Par exemple, Infecting the City est un festival d’arts de la performance qui vise à amener dans la rue des pratiques créatives – qui sont traditionnellement chorégraphiées en studio et jouées sur scène.
Opportunités de construction
La ville de Kisumu est nichée le long des rives du lac Victoria au Kenya. La ville est riche d’un patrimoine culturel et naturel, qui est célébré à travers des festivals. Par exemple, le festival Got Ramogi a été créé en 2015 pour préserver et protéger la culture traditionnelle, les sites sacrés et les mythes du peuple Got Ramogi.
Et la Nuit du poisson de Dunga a été organisée avec la communauté – avec le soutien d’une université locale, du ministère du Tourisme et des services sociaux – pour faire face aux menaces de biodiversité pour les zones humides, à la perte des industries de pêche traditionnelles et aux préoccupations concernant la déforestation, l’exploitation des carrières et l’urbanisation.
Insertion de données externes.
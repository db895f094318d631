//! Event log store contract.
//!
//! The core never owns persistence: it lists, appends and deletes through
//! [`EventStore`]. [`MemoryStore`] is the in-process implementation used by
//! tests and ephemeral sessions.

use std::collections::HashMap;
use std::fmt;

use chrono::{DateTime, Utc};
use thiserror::Error;

use crate::category::Category;
use crate::event::{Event, sort_descending};
use crate::types::{EventId, OwnerId};

/// Store operation that failed.
#[derive(Debug, Clone, Copy, PartialEq, Eq)]
pub enum StoreOp {
    List,
    Append,
    Delete,
}

impl fmt::Display for StoreOp {
    fn fmt(&self, f: &mut fmt::Formatter<'_>) -> fmt::Result {
        f.write_str(match self {
            Self::List => "list",
            Self::Append => "append",
            Self::Delete => "delete",
        })
    }
}

/// Store errors.
///
/// Failures are never retried; the user resubmits.
#[derive(Debug, Clone, Error, PartialEq, Eq)]
pub enum StoreError {
    /// The store could not complete the operation.
    #[error("store unavailable during {operation}: {reason}")]
    Unavailable { operation: StoreOp, reason: String },
}

impl StoreError {
    pub fn unavailable(operation: StoreOp, reason: impl fmt::Display) -> Self {
        Self::Unavailable {
            operation,
            reason: reason.to_string(),
        }
    }

    /// Short message suitable for a dismissible notification.
    pub const fn user_message(&self) -> &'static str {
        match self {
            Self::Unavailable {
                operation: StoreOp::List,
                ..
            } => "Could not load history",
            Self::Unavailable {
                operation: StoreOp::Append,
                ..
            } => "Could not save the entry",
            Self::Unavailable {
                operation: StoreOp::Delete,
                ..
            } => "Could not delete the entry",
        }
    }
}

/// Owner-scoped, append/delete keyed log of entries.
pub trait EventStore {
    /// Lists the owner's entries, most recent first.
    fn list(&self, owner: &OwnerId) -> Result<Vec<Event>, StoreError>;

    /// Appends an entry and returns it with its store-assigned id.
    fn append(
        &mut self,
        owner: &OwnerId,
        timestamp: DateTime<Utc>,
        category: Category,
    ) -> Result<Event, StoreError>;

    /// Deletes one of the owner's entries. Unknown ids are not an error.
    fn delete(&mut self, owner: &OwnerId, id: &EventId) -> Result<(), StoreError>;
}

/// In-memory store keyed by owner.
#[derive(Debug, Default)]
pub struct MemoryStore {
    logs: HashMap<OwnerId, Vec<Event>>,
    next_id: u64,
    offline: bool,
}

impl MemoryStore {
    pub fn new() -> Self {
        Self::default()
    }

    /// Makes every following operation fail with [`StoreError::Unavailable`].
    pub const fn set_offline(&mut self, offline: bool) {
        self.offline = offline;
    }

    fn check(&self, operation: StoreOp) -> Result<(), StoreError> {
        if self.offline {
            return Err(StoreError::unavailable(operation, "store is offline"));
        }
        Ok(())
    }
}

impl EventStore for MemoryStore {
    fn list(&self, owner: &OwnerId) -> Result<Vec<Event>, StoreError> {
        self.check(StoreOp::List)?;
        let mut log = self.logs.get(owner).cloned().unwrap_or_default();
        sort_descending(&mut log);
        Ok(log)
    }

    fn append(
        &mut self,
        owner: &OwnerId,
        timestamp: DateTime<Utc>,
        category: Category,
    ) -> Result<Event, StoreError> {
        self.check(StoreOp::Append)?;
        self.next_id += 1;
        let id = EventId::new(format!("mem-{}", self.next_id))
            .map_err(|err| StoreError::unavailable(StoreOp::Append, err))?;
        let event = Event {
            id,
            owner: owner.clone(),
            timestamp,
            category,
        };
        self.logs
            .entry(owner.clone())
            .or_default()
            .push(event.clone());
        Ok(event)
    }

    fn delete(&mut self, owner: &OwnerId, id: &EventId) -> Result<(), StoreError> {
        self.check(StoreOp::Delete)?;
        if let Some(log) = self.logs.get_mut(owner) {
            log.retain(|event| &event.id != id);
        }
        Ok(())
    }
}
Les chercheurs Patrick Hayombe et Fred Odede ont mis en évidence les avantages considérables que ces festivals apportent. De nouvelles infrastructures telles que des routes, des installations sanitaires et des lignes électriques doivent être construites pour organiser et organiser des événements, dans le cadre d’une stratégie écotouristique plus large.
Pourtant, cette approche a soulevé quelques tensions. Certains se demandent si la culture n’a de valeur que si elle génère des retombées économiques. Mais les partisans soulignent les opportunités créées pour les groupes exclus autour du lac. Les festivals génèrent d’autres sources de revenus durables, en particulier pour les jeunes marginalisés et les travailleurs du sexe.
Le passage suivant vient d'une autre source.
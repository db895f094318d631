//! Storage layer for the BR interval tracker.
//!
//! Implements [`br_core::EventStore`] on top of `rusqlite`.
//!
//! # Thread Safety
//!
//! The [`Database`] type wraps a `rusqlite::Connection`, which is `Send` but not `Sync`.
//! A tracker session owns its `Database`; there is one writer per owner.
//!
//! # Schema
//!
//! ## Timestamp Format
//!
//! Timestamps are stored as TEXT in ISO 8601 format with millisecond precision
//! (e.g., `2024-01-15T10:30:00.000Z`). This format ensures:
//! - Lexicographic ordering matches chronological ordering
//! - Human-readable values in the database
//! - Timezone-aware (always UTC)

use std::path::Path;

use br_core::{Category, Event, EventId, EventStore, OwnerId, StoreError, StoreOp};
use chrono::{DateTime, SecondsFormat, Utc};
use rusqlite::{Connection, params};
use thiserror::Error;
use uuid::Uuid;

/// Database errors.
#[derive(Debug, Error)]
pub enum DbError {
    /// An error from the underlying database.
    #[error("sqlite error: {0}")]
    Sqlite(#[from] rusqlite::Error),
    /// Failed to parse an entry timestamp.
    #[error("invalid timestamp for entry {entry_id}: {timestamp}")]
    TimestampParse {
        entry_id: String,
        timestamp: String,
        #[source]
        source: chrono::ParseError,
    },
    /// A stored row does not map onto an entry.
    #[error("invalid entry data for {entry_id}: {message}")]
    InvalidEntryData { entry_id: String, message: String },
}

/// Database connection wrapper.
///
/// See the [module documentation](self) for thread safety considerations.
pub struct Database {
    conn: Connection,
}

/// A raw entry row.
#[derive(Debug, Clone, PartialEq, Eq)]
pub struct EntryRecord {
    pub id: String,
    pub user_id: String,
    pub date: String,
    pub kind: String,
    pub created_at: String,
}

impl Database {
    /// Opens a database at the given path, creating it if necessary.
    ///
    /// The database schema is automatically initialized on first open.
    pub fn open(path: &Path) -> Result<Self, DbError> {
        let conn = Connection::open(path)?;
        let db = Self { conn };
        db.init()?;
        Ok(db)
    }

    /// Opens an in-memory database.
    ///
    /// Useful for testing. The database is destroyed when the connection closes.
    pub fn open_in_memory() -> Result<Self, DbError> {
        let conn = Connection::open_in_memory()?;
        let db = Self { conn };
        db.init()?;
        Ok(db)
    }

    /// Initializes the database schema.
    ///
    /// This is idempotent - safe to call on an already-initialized database.
    fn init(&self) -> Result<(), DbError> {
        self.conn.execute_batch(
            "
            -- br_entries: one row per logged entry
            -- date: ISO 8601 UTC instant (e.g., '2024-01-15T10:30:00.000Z')
            -- type: category label (e.g., 'Départ', 'TikTok')
            CREATE TABLE IF NOT EXISTS br_entries (
                id TEXT PRIMARY KEY,
                user_id TEXT NOT NULL,
                date TEXT NOT NULL,
                type TEXT NOT NULL,
                created_at TEXT NOT NULL
            );

            CREATE INDEX IF NOT EXISTS idx_br_entries_user_date ON br_entries(user_id, date);
            ",
        )?;
        Ok(())
    }

    /// Inserts a new entry and returns its row.
    pub fn insert_entry(
        &mut self,
        user_id: &str,
        date: DateTime<Utc>,
        kind: &str,
    ) -> Result<EntryRecord, DbError> {
        self.insert_entry_at(user_id, date, kind, Utc::now())
    }

    fn insert_entry_at(
        &mut self,
        user_id: &str,
        date: DateTime<Utc>,
        kind: &str,
        now: DateTime<Utc>,
    ) -> Result<EntryRecord, DbError> {
        let record = EntryRecord {
            id: Uuid::new_v4().to_string(),
            user_id: user_id.to_string(),
            date: format_timestamp(date),
            kind: kind.to_string(),
            created_at: format_timestamp(now),
        };
        self.conn.execute(
            "INSERT INTO br_entries (id, user_id, date, type, created_at) VALUES (?, ?, ?, ?, ?)",
            params![
                record.id,
                record.user_id,
                record.date,
                record.kind,
                record.created_at,
            ],
        )?;
        Ok(record)
    }

    /// Lists one user's entries, most recent first.
    pub fn list_entries(&self, user_id: &str) -> Result<Vec<EntryRecord>, DbError> {
        let mut stmt = self.conn.prepare(
            "
            SELECT id, user_id, date, type, created_at
            FROM br_entries
            WHERE user_id = ?
            ORDER BY date DESC, id DESC
            ",
        )?;
        let rows = stmt.query_map([user_id], |row| {
            Ok(EntryRecord {
                id: row.get(0)?,
                user_id: row.get(1)?,
                date: row.get(2)?,
                kind: row.get(3)?,
                created_at: row.get(4)?,
            })
        })?;
        let mut entries = Vec::new();
        for row in rows {
            entries.push(row?);
        }
        Ok(entries)
    }

    /// Deletes one of a user's entries. Returns the number of rows removed.
    pub fn delete_entry(&mut self, user_id: &str, id: &str) -> Result<usize, DbError> {
        let deleted = self.conn.execute(
            "DELETE FROM br_entries WHERE id = ? AND user_id = ?",
            params![id, user_id],
        )?;
        Ok(deleted)
    }
}

impl EventStore for Database {
    fn list(&self, owner: &OwnerId) -> Result<Vec<Event>, StoreError> {
        self.list_entries(owner.as_str())
            .and_then(|records| records.into_iter().map(record_to_event).collect())
            .map_err(|err| StoreError::unavailable(StoreOp::List, err))
    }

    fn append(
        &mut self,
        owner: &OwnerId,
        timestamp: DateTime<Utc>,
        category: Category,
    ) -> Result<Event, StoreError> {
        self.insert_entry(owner.as_str(), timestamp, category.as_str())
            .and_then(record_to_event)
            .map_err(|err| StoreError::unavailable(StoreOp::Append, err))
    }

    fn delete(&mut self, owner: &OwnerId, id: &EventId) -> Result<(), StoreError> {
        let deleted = self
            .delete_entry(owner.as_str(), id.as_str())
            .map_err(|err| StoreError::unavailable(StoreOp::Delete, err))?;
        if deleted == 0 {
            tracing::debug!(%id, "no entry matched delete");
        }
        Ok(())
    }
}

fn record_to_event(record: EntryRecord) -> Result<Event, DbError> {
    let invalid = |message: String| DbError::InvalidEntryData {
        entry_id: record.id.clone(),
        message,
    };
    let timestamp = parse_timestamp(&record.date, &record.id)?;
    let category = record
        .kind
        .parse::<Category>()
        .map_err(|err| invalid(err.to_string()))?;
    let id = EventId::new(record.id.clone()).map_err(|err| invalid(err.to_string()))?;
    let owner = OwnerId::new(record.user_id.clone()).map_err(|err| invalid(err.to_string()))?;
    Ok(Event {
        id,
        owner,
        timestamp,
        category,
    })
}

fn parse_timestamp(timestamp: &str, entry_id: &str) -> Result<DateTime<Utc>, DbError> {
    DateTime::parse_from_rfc3339(timestamp)
        .map(|parsed| parsed.with_timezone(&Utc))
        .map_err(|source| DbError::TimestampParse {
            entry_id: entry_id.to_string(),
            timestamp: timestamp.to_string(),
            source,
        })
}

fn format_timestamp(timestamp: DateTime<Utc>) -> String {
    timestamp.to_rfc3339_opts(SecondsFormat::Millis, true)
}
Succès des petits événements
Le pouvoir des festivals est également visible dans des villes telles que le Grand Manchester, au Royaume-Uni. La “ville moderne d’origine”, Manchester a une riche histoire industrielle et politique. Il est considéré comme le berceau de l’ordinateur moderne et le centre de nombreux mouvements pour les droits des travailleurs, des Luddites aux Chartistes. Ces dernières années, la ville-région a saisi de nouvelles opportunités grâce à des initiatives telles que Media City, un développement qui a transformé les docklands de Salford Quays en un centre d’industries créatives.
Comme au Cap, le “paysage festivalscape” du Grand Manchester reflète des ambitions et des enjeux différents. Le Festival international de Manchester (MIF) attire un public international et met en valeur ses références environnementales croissantes. Plus récemment, MIF a également tissé des liens plus forts avec les habitants : par exemple, dans la parade de l’artiste Jeremy Deller, lauréat du prix Turner 2017, Qu’est-ce que le peuple sauf la ville?, a mis les résidents sous les projecteurs, un mois seulement après l’attentat meurtrier de la Manchester Arena.
Négligés, mais non moins importants, sont les petits festivals tels que le Festival Ordsall, niché à l’ombre de Media City. Ces festivals luttent pour le financement, mais s’adressent aux résidents qui estiment que la promesse des industries créatives, ou le glamour de la scène internationale des festivals, n’est pas conçue pour eux.
Plus récemment, Manchester Histories a commémoré les 200 ans du massacre de Peterloo en 1819, avec un festival axé sur les thèmes de la liberté, de la protestation et de la démocratie. Le festival a été alimenté par de nombreux groupes de la ville et est composé de débats, d’expositions, de célébrations du patrimoine et d’engagement avec des questions d’actualité du jour.
Tous ces exemples montrent comment les festivals peuvent répondre aux besoins de la communauté lorsqu’ils impliquent de manière significative les résidents et créent un puissant sentiment d’appartenance pour des personnes qui sont historiquement négligées. Au-delà des retombées économiques ou environnementales, les festivals font des espaces dans les villes pour troubler et interpeller, susciter le débat public, rassembler les communautés et aborder les grands enjeux sociaux, environnementaux et politiques.